When a pull request is opened, a GitHub action will publish the version of the specification so that others can preview how it looks. The URL will contain the number of the pull request in the URL. Subsequent updated to the pull request will also update the preview.

For example, https://rism-digital.github.io/pae-code-spec/pr-preview/pr-49/ will provide a preview of Pull Request #49.

You can always find a link to the preview in the Pull Request itself.

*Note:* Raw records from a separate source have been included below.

//! Cache fill command

use super::GameSetup;
use crate::cache::{FillReport, ResultCache, fill_cache};
use crate::core::Context;
use crate::error::Result;
use crate::wordlists::WordLists;
use log::info;

/// Fill the cache of one context from the word lists in the data directory
///
/// The cache is used even when `setup.use_cache` is off.
///
/// # Errors
/// Returns word list, search and cache errors.
pub fn fill_context(context: &Context, setup: &GameSetup) -> Result<FillReport> {
    info!("filling cache for {context}");
    let lists = WordLists::load(&setup.data_dir, context.info.id)?;
    let (guesses, solutions) = lists.candidates(context)?;
    let mut cache = ResultCache::open(&setup.data_dir, context, setup.lock_timeout)?;
    fill_cache(&guesses, &solutions, &mut cache, &setup.options)
}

Rendering Examples with Verovio

At present, previewing Plaine & Easie code with Verovio within the specifications is possible. Rendering is only available within a table of examples. For example:

<table class="simple" style="width: 100%">
    <thead>
    <tr>
        <th>Code</th>
        <th>Notation</th>
    </tr>
    </thead>
    <tbody>
    <tr class="notation-example">
        <td class="notation-code">
            <script type="application/json">
                {
                    "clef": "G-2",
                    "keysig": "bBEA",
                    "timesig": "4/4",
                    "data": "{''6E'B8G}{GA}-''C{'3B8..G}"
                }
            </script>
            <code>{''6E'B8G}{GA}-''C{'3B8..G}</code>
        </td>
        <td class="notation-result"></td>
    </tr>
    </tbody>
</table>

The important elements about this markup are:

  • The notation-example class on the <tr> element. This signals that the row contains some markup that should be passed to Verovio.
  • The notation-code class on the <td> element. Within the <td> you should embed a script tag with a JSON-formatted Plaine & Easie document. This will be the format used by Verovio to render the example. It will not be shown to users.
  • The <code> tags within the notation-code element are what will be shown to the users. This means you can restrict the example being shown to just the elements you are trying to illustrate, while omitting any additional code needed to render, but unnecessary for the example.
  • The notation-result td must always be blank. The SVG output of the rendering will be placed in this cell.

Any other <td> elements within the <tr> can be present, but will be ignored.